Negotiations on forming a new Dutch government got off to a fresh start on Wednesday, with a new chief negotiator who says he wants ‘a clean slate’ to begin with.
Hermann Tjeenk Willink, who has been involved in three coalition processes in the past, told reporters on Wednesday morning he first plans to talk to the leaders of the five parties which have been involved in the talks so far.
Tjeenk Willink has a reputation as tough negotiator and commentators say he is likely to demand more of the parties seeking to form a coalition than his predecessor Edith Schippers.
‘I want to hear how the party leaders themselves view the situation,’ Tjeenk Willink said. ‘My job as negotiator is not to speculate.’ He also said he would ask party leaders to look beyond the next four years because ‘major issues’ cannot be solved in a single coalition agreement.

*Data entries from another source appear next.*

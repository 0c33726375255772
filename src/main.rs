//! # MeowMatch
//!
//! A cat adoption service: visitors browse and filter adoptable cats, keep a
//! per-device list of favorites and submit adoption applications, while shelter
//! staff manage the catalog.
//!
//! ## Architecture
//!
//! The service is built using Actix-web and provides:
//! - HTTP endpoints under `/api/v1`
//! - In-memory, file and Redis storage backends
//! - An in-memory or remote auth provider
//!
//! ## Usage
//!
//! ```bash
//! cargo run
//! ```

use std::sync::Arc;

use actix_governor::{Governor, GovernorConfigBuilder};
use actix_web::{
    middleware::{self, Logger},
    web, App, HttpServer,
};
use color_eyre::{eyre::WrapErr, Result};
use dotenvy::dotenv;
use log::info;

use meowmatch::{
    api,
    bootstrap::{initialize_app_state, process_config_file},
    config::{self, Config, DeviceRateLimit, ServerConfig},
    logging::setup_logging,
    metrics::middleware::MetricsMiddleware,
    utils::log_service_info,
};

fn load_config_file(config_file_path: &str) -> Result<Config> {
    config::load_config(config_file_path).wrap_err("Failed to load config file")
}

#[actix_web::main]
async fn main() -> Result<()> {
    // Initialize error reporting with eyre
    color_eyre::install().wrap_err("Failed to initialize error reporting")?;

    dotenv().ok();
    setup_logging()?;

    let config = Arc::new(ServerConfig::from_env());
    log_service_info(&config);
    let config_file = load_config_file(&config.config_file_path)?;

    let app_state = initialize_app_state(config.clone(), &config_file).await?;

    info!("Processing config file");
    process_config_file(config_file, config.clone(), &app_state).await?;

    let rate_limit_config = GovernorConfigBuilder::default()
        .requests_per_second(config.rate_limit_requests_per_second)
        .key_extractor(DeviceRateLimit)
        .burst_size(config.rate_limit_burst_size)
        .finish()
        .ok_or_else(|| eyre::eyre!("Invalid rate limit configuration"))?;

    info!("Starting server on {}:{}", config.host, config.port);
    HttpServer::new(move || {
        App::new()
            .wrap(Governor::new(&rate_limit_config))
            .wrap(MetricsMiddleware)
            .wrap(middleware::NormalizePath::trim())
            .wrap(middleware::DefaultHeaders::new())
            .wrap(Logger::default())
            .app_data(app_state.clone())
            .service(web::scope("/api/v1").configure(api::routes::configure_routes))
    })
    .bind((config.host.as_str(), config.port))
    .wrap_err_with(|| format!("Failed to bind server to {}:{}", config.host, config.port))?
    .shutdown_timeout(5)
    .run()
    .await
    .wrap_err("Server runtime error")
}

Tjeenk Willink said he cannot say how long he thinks the formation process will now take. ‘You cannot rush, but you cannot waste time either,’ he said. Schippers had said she hoped a new coalition would have been finalised before the summer recess in July.
MPs debated the latest situation in the formation process on Tuesday and NOS correspondent Joost Vullings said it is clear that most prefer the idea of a majority cabinet.
This means that GroenLinks and ChristenUnie are likely to be considered once again, Vullings said.
Schippers had attempted to form a coalition between the ruling VVD, the Christian Democrats, Liberal democratic party D66 and the left-wing green party GroenLinks. However, wide differences over immigration policy led to those talks collapsing.
GroenLinks leader Jesse Klaver said during Tuesday’s debate he is willing to talk again, provided no conditions are slapped on the negotiations.
According to the NRC, GroenLinks offers the only realistic option of forming a majority cabinet.
D66 has also refused to work with ChristenUnie because of the two party’s wide differences on ethical issues.